(Items listed in a dataset)
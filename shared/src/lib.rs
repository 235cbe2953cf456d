//! Shared types for the storefront
//!
//! Wire models (products, orders, cart) and the unified error system used by
//! the server and by anything that talks to its HTTP API.

pub mod error;
pub mod models;

// Re-exports
pub use axum::Json;
pub use http;
pub use serde::{Deserialize, Serialize};

pub use error::{AppError, AppResult, ErrorCode};
//! Server configuration
//!
//! # Environment variables
//!
//! | Variable | Default | Meaning |
//! |----------|---------|---------|
//! | PORT / HTTP_PORT | 4000 | HTTP port (`PORT` wins) |
//! | BIND_ADDR | 127.0.0.1 | listen address |
//! | PUBLIC_BASE_URL | http://localhost:{port} | base for redirects and simulated checkout links |
//! | DATA_DIR | data | folder with `products.json` and `orders.json` |
//! | ENVIRONMENT | development | development / staging / production |
//! | ADMIN_TOKEN | dev placeholder | admin bearer token (required outside development) |
//! | LOG_LEVEL / LOG_DIR / LOG_JSON | info / - / false | logging |
//! | MP_ACCESS_TOKEN | - | enables the MercadoPago gateway |
//! | MP_API_BASE | https://api.mercadopago.com | MercadoPago REST base |
//! | MP_BACK_SUCCESS / MP_BACK_FAILURE / MP_BACK_PENDING | per order | return URLs |
//! | MP_WEBHOOK | {base}/webhooks/mercadopago | notification URL |
//! | VEXOR_SECRET_KEY / VEXOR_API_BASE / VEXOR_PROJECT / VEXOR_PUBLISHABLE_KEY | - | Vexor gateway |
//! | PAYMENT_TIMEOUT_MS | 15000 | outbound provider call timeout |
//! | CURRENCY | ARS | currency sent to providers |

use super::error::{Result, ServerError};
use std::path::PathBuf;
use std::time::Duration;

const DEFAULT_PORT: u16 = 4000;
const DEFAULT_MP_API_BASE: &str = "https://api.mercadopago.com";
const DEFAULT_PAYMENT_TIMEOUT_MS: u64 = 15_000;
const DEFAULT_CURRENCY: &str = "ARS";

/// Server configuration
#[derive(Debug, Clone)]
pub struct Config {
    pub http_port: u16,
    pub bind_addr: String,
    /// Public base URL without trailing slash
    pub public_base_url: String,
    pub data_dir: PathBuf,
    /// development | staging | production
    pub environment: String,
    pub admin_token: String,
    pub log_level: String,
    pub log_dir: Option<String>,
    pub log_json: bool,
    pub payments: PaymentConfig,
}

/// Payment provider settings
#[derive(Debug, Clone)]
pub struct PaymentConfig {
    /// Same as [`Config::public_base_url`]
    pub base_url: String,
    pub mp_access_token: Option<String>,
    pub mp_api_base: String,
    pub back_success: Option<String>,
    pub back_failure: Option<String>,
    pub back_pending: Option<String>,
    pub webhook_url: Option<String>,
    pub vexor: VexorConfig,
    pub timeout: Duration,
    pub currency: String,
}

#[derive(Debug, Clone, Default)]
pub struct VexorConfig {
    pub secret_key: Option<String>,
    pub api_base: Option<String>,
    pub project: Option<String>,
    pub publishable_key: Option<String>,
}

impl VexorConfig {
    /// Any Vexor setting present
    pub fn is_present(&self) -> bool {
        self.secret_key.is_some()
            || self.api_base.is_some()
            || self.project.is_some()
            || self.publishable_key.is_some()
    }
}

/// Customer return URLs after checkout
#[derive(Debug, Clone, PartialEq, serde::Serialize)]
pub struct BackUrls {
    pub success: String,
    pub failure: String,
    pub pending: String,
}

fn env_opt(name: &str) -> Option<String> {
    std::env::var(name).ok().filter(|v| !v.trim().is_empty())
}

fn env_parse<T: std::str::FromStr>(name: &str) -> Option<T> {
    env_opt(name).and_then(|v| v.trim().parse().ok())
}

fn trim_slash(url: String) -> String {
    url.trim_end_matches('/').to_string()
}

impl Config {
    /// Require a secret env var: must be set and non-empty outside development
    fn require_secret(name: &str, environment: &str) -> Result<String> {
        match env_opt(name) {
            Some(v) => Ok(v),
            None if environment == "development" => Ok(format!("dev-{name}-not-for-production")),
            None => Err(ServerError::Config(format!(
                "{name} must be set in {environment} environment"
            ))),
        }
    }

    /// Load configuration from environment variables
    pub fn from_env() -> Result<Self> {
        let environment = env_opt("ENVIRONMENT").unwrap_or_else(|| "development".into());
        let http_port = env_parse("PORT")
            .or_else(|| env_parse("HTTP_PORT"))
            .unwrap_or(DEFAULT_PORT);
        let public_base_url = env_opt("PUBLIC_BASE_URL")
            .map(trim_slash)
            .unwrap_or_else(|| format!("http://localhost:{http_port}"));

        let payments = PaymentConfig {
            base_url: public_base_url.clone(),
            mp_access_token: env_opt("MP_ACCESS_TOKEN"),
            mp_api_base: env_opt("MP_API_BASE")
                .map(trim_slash)
                .unwrap_or_else(|| DEFAULT_MP_API_BASE.into()),
            back_success: env_opt("MP_BACK_SUCCESS"),
            back_failure: env_opt("MP_BACK_FAILURE"),
            back_pending: env_opt("MP_BACK_PENDING"),
            webhook_url: env_opt("MP_WEBHOOK"),
            vexor: VexorConfig {
                secret_key: env_opt("VEXOR_SECRET_KEY"),
                api_base: env_opt("VEXOR_API_BASE").map(trim_slash),
                project: env_opt("NEXT_PUBLIC_VEXOR_PROJECT").or_else(|| env_opt("VEXOR_PROJECT")),
                publishable_key: env_opt("NEXT_PUBLIC_VEXOR_PUBLISHABLE_KEY")
                    .or_else(|| env_opt("VEXOR_PUBLISHABLE_KEY")),
            },
            timeout: Duration::from_millis(
                env_parse("PAYMENT_TIMEOUT_MS").unwrap_or(DEFAULT_PAYMENT_TIMEOUT_MS),
            ),
            currency: env_opt("CURRENCY").unwrap_or_else(|| DEFAULT_CURRENCY.into()),
        };

        Ok(Self {
            http_port,
            bind_addr: env_opt("BIND_ADDR").unwrap_or_else(|| "127.0.0.1".into()),
            public_base_url,
            data_dir: env_opt("DATA_DIR").unwrap_or_else(|| "data".into()).into(),
            admin_token: Self::require_secret("ADMIN_TOKEN", &environment)?,
            environment,
            log_level: env_opt("LOG_LEVEL").unwrap_or_else(|| "info".into()),
            log_dir: env_opt("LOG_DIR"),
            log_json: env_parse("LOG_JSON").unwrap_or(false),
            payments,
        })
    }

    /// Development defaults without reading the environment
    ///
    /// Every provider is simulated. Used by tests.
    pub fn development(data_dir: impl Into<PathBuf>) -> Self {
        let public_base_url = format!("http://localhost:{DEFAULT_PORT}");
        Self {
            http_port: DEFAULT_PORT,
            bind_addr: "127.0.0.1".into(),
            public_base_url: public_base_url.clone(),
            data_dir: data_dir.into(),
            environment: "development".into(),
            admin_token: "dev-ADMIN_TOKEN-not-for-production".into(),
            log_level: "info".into(),
            log_dir: None,
            log_json: false,
            payments: PaymentConfig {
                base_url: public_base_url,
                mp_access_token: None,
                mp_api_base: DEFAULT_MP_API_BASE.into(),
                back_success: None,
                back_failure: None,
                back_pending: None,
                webhook_url: None,
                vexor: VexorConfig::default(),
                timeout: Duration::from_millis(DEFAULT_PAYMENT_TIMEOUT_MS),
                currency: DEFAULT_CURRENCY.into(),
            },
        }
    }

    pub fn is_production(&self) -> bool {
        self.environment == "production"
    }

    pub fn is_development(&self) -> bool {
        self.environment == "development"
    }
}

impl PaymentConfig {
    /// Return URLs for an order; explicit `MP_BACK_*` values win
    pub fn back_urls(&self, order_id: &str) -> BackUrls {
        let default = |pago: &str| format!("{}/?pago={}&order_id={}", self.base_url, pago, order_id);
        BackUrls {
            success: self.back_success.clone().unwrap_or_else(|| default("success")),
            failure: self.back_failure.clone().unwrap_or_else(|| default("failure")),
            pending: self.back_pending.clone().unwrap_or_else(|| default("pending")),
        }
    }

    /// Where MercadoPago should post notifications
    pub fn notification_url(&self) -> String {
        self.webhook_url
            .clone()
            .unwrap_or_else(|| format!("{}/webhooks/mercadopago", self.base_url))
    }

    /// Name of the provider the storefront advertises
    pub fn active_provider(&self) -> &'static str {
        if self.vexor.is_present() {
            "vexor"
        } else if self.mp_access_token.is_some() {
            "mercadopago"
        } else {
            "simulated"
        }
    }
}

#[cfg(test)]
mod tests {
    use super::*;

    #[test]
    fn test_back_urls_default_to_storefront() {
        let config = Config::development("data");
        let urls = config.payments.back_urls("AbC123xy");
        assert_eq!(
            urls.success,
            "http://localhost:4000/?pago=success&order_id=AbC123xy"
        );
        assert_eq!(
            urls.pending,
            "http://localhost:4000/?pago=pending&order_id=AbC123xy"
        );
    }

    #[test]
    fn test_back_urls_overrides() {
        let mut config = Config::development("data");
        config.payments.back_failure = Some("https://shop.example/fallo".into());
        let urls = config.payments.back_urls("x");
        assert_eq!(urls.failure, "https://shop.example/fallo");
        assert!(urls.success.starts_with("http://localhost:4000/"));
    }

    #[test]
    fn test_active_provider() {
        let mut payments = Config::development("data").payments;
        assert_eq!(payments.active_provider(), "simulated");

        payments.mp_access_token = Some("TEST-123".into());
        assert_eq!(payments.active_provider(), "mercadopago");

        payments.vexor.project = Some("burger-house".into());
        assert_eq!(payments.active_provider(), "vexor");
    }

    #[test]
    fn test_notification_url() {
        let payments = Config::development("data").payments;
        assert_eq!(
            payments.notification_url(),
            "http://localhost:4000/webhooks/mercadopago"
        );
    }
}
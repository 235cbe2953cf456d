//! Time helpers
//!
//! Order timestamps are stored as Unix millis.

/// Current time as Unix millis
pub fn now_millis() -> i64 {
    chrono::Utc::now().timestamp_millis()
}
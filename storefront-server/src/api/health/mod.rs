//! Health check routes
//!
//! | Path | Method | Auth |
//! |------|--------|------|
//! | /api/health | GET | none |
//! | /api/version | GET | none |

use axum::{Json, Router, extract::State, routing::get};
use serde::Serialize;

use crate::core::ServerState;
use crate::utils::time::now_millis;

pub fn router() -> Router<ServerState> {
    Router::new()
        .route("/api/health", get(health))
        .route("/api/version", get(version))
}

#[derive(Serialize)]
pub struct HealthResponse {
    ok: bool,
    /// Unix millis
    time: i64,
}

#[derive(Serialize)]
pub struct VersionResponse {
    service: &'static str,
    version: &'static str,
    pid: u32,
    port: u16,
    time: i64,
}

pub async fn health() -> Json<HealthResponse> {
    Json(HealthResponse {
        ok: true,
        time: now_millis(),
    })
}

pub async fn version(State(state): State<ServerState>) -> Json<VersionResponse> {
    Json(VersionResponse {
        service: env!("CARGO_PKG_NAME"),
        version: env!("CARGO_PKG_VERSION"),
        pid: std::process::id(),
        port: state.config.http_port,
        time: now_millis(),
    })
}
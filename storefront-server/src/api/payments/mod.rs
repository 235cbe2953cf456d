//! Payment routes
//!
//! | Path | Method | Description |
//! |------|--------|-------------|
//! | /api/payments/config | GET | active provider and public settings |
//! | /api/payments/preference | POST | MercadoPago preference (or simulated) |
//! | /api/payments/vexor/session | POST | Vexor session (or simulated) |
//! | /api/payments/vexor/simulate | GET | simulated result, redirects to the storefront |
//! | /pago/simulado/{orderId} | GET | local checkout page |
//! | /pago/vexor/{orderId} | GET | same page |

mod handler;
mod page;

use axum::{
    Router,
    routing::{get, post},
};

use crate::core::ServerState;

pub fn router() -> Router<ServerState> {
    Router::new()
        .nest("/api/payments", payment_routes())
        .route("/pago/simulado/{order_id}", get(handler::checkout_page))
        .route("/pago/vexor/{order_id}", get(handler::checkout_page))
}

fn payment_routes() -> Router<ServerState> {
    Router::new()
        .route("/config", get(handler::config))
        .route("/preference", post(handler::create_preference))
        .route("/vexor/session", post(handler::create_session))
        .route("/vexor/simulate", get(handler::simulate))
}
//! Error category classification

use super::codes::ErrorCode;
use serde::{Deserialize, Serialize};

/// Error category classification based on error code ranges
#[derive(Debug, Clone, Copy, PartialEq, Eq, Hash, Serialize, Deserialize)]
#[serde(rename_all = "snake_case")]
pub enum ErrorCategory {
    /// General errors (0xxx)
    General,
    /// Authentication errors (1xxx)
    Auth,
    /// Order and cart errors (4xxx)
    Order,
    /// Payment provider errors (5xxx)
    Payment,
    /// Product errors (6xxx)
    Product,
    /// System errors (9xxx and anything unassigned)
    System,
}

impl ErrorCategory {
    /// Determine category from error code value
    pub fn from_code(code: u16) -> Self {
        match code {
            0..1000 => Self::General,
            1000..2000 => Self::Auth,
            4000..5000 => Self::Order,
            5000..6000 => Self::Payment,
            6000..7000 => Self::Product,
            _ => Self::System,
        }
    }
}

impl ErrorCode {
    /// Get the category for this error code
    pub fn category(&self) -> ErrorCategory {
        ErrorCategory::from_code(self.code())
    }
}

#[cfg(test)]
mod tests {
    use super::*;

    #[test]
    fn test_category_from_code() {
        assert_eq!(ErrorCategory::from_code(0), ErrorCategory::General);
        assert_eq!(ErrorCategory::from_code(999), ErrorCategory::General);
        assert_eq!(ErrorCategory::from_code(1001), ErrorCategory::Auth);
        assert_eq!(ErrorCategory::from_code(4010), ErrorCategory::Order);
        assert_eq!(ErrorCategory::from_code(5007), ErrorCategory::Payment);
        assert_eq!(ErrorCategory::from_code(6001), ErrorCategory::Product);
        assert_eq!(ErrorCategory::from_code(9002), ErrorCategory::System);
        assert_eq!(ErrorCategory::from_code(3000), ErrorCategory::System);
    }

    #[test]
    fn test_error_code_category() {
        assert_eq!(
            ErrorCode::ValidationFailed.category(),
            ErrorCategory::General
        );
        assert_eq!(ErrorCode::TokenInvalid.category(), ErrorCategory::Auth);
        assert_eq!(ErrorCode::OrderEmpty.category(), ErrorCategory::Order);
        assert_eq!(
            ErrorCode::PaymentTimeout.category(),
            ErrorCategory::Payment
        );
        assert_eq!(
            ErrorCode::ProductIdExists.category(),
            ErrorCategory::Product
        );
        assert_eq!(ErrorCode::StorageError.category(), ErrorCategory::System);
    }

    #[test]
    fn test_category_serialize() {
        let json = serde_json::to_string(&ErrorCategory::Payment).unwrap();
        assert_eq!(json, "\"payment\"");

        let category: ErrorCategory = serde_json::from_str("\"system\"").unwrap();
        assert_eq!(category, ErrorCategory::System);
    }
}
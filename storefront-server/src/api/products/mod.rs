//! Product API

mod handler;

use axum::{Router, routing::get};

use crate::core::ServerState;

pub fn router() -> Router<ServerState> {
    Router::new().nest("/api/products", product_routes())
}

fn product_routes() -> Router<ServerState> {
    Router::new()
        .route("/", get(handler::list).post(handler::create))
        .route(
            "/{id}",
            get(handler::get_by_id)
                .put(handler::update)
                .delete(handler::delete),
        )
}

* [Required action]: Within the entries above, work out the number of lines that include the string "products" and give only that.

* [Answer to this task]: 4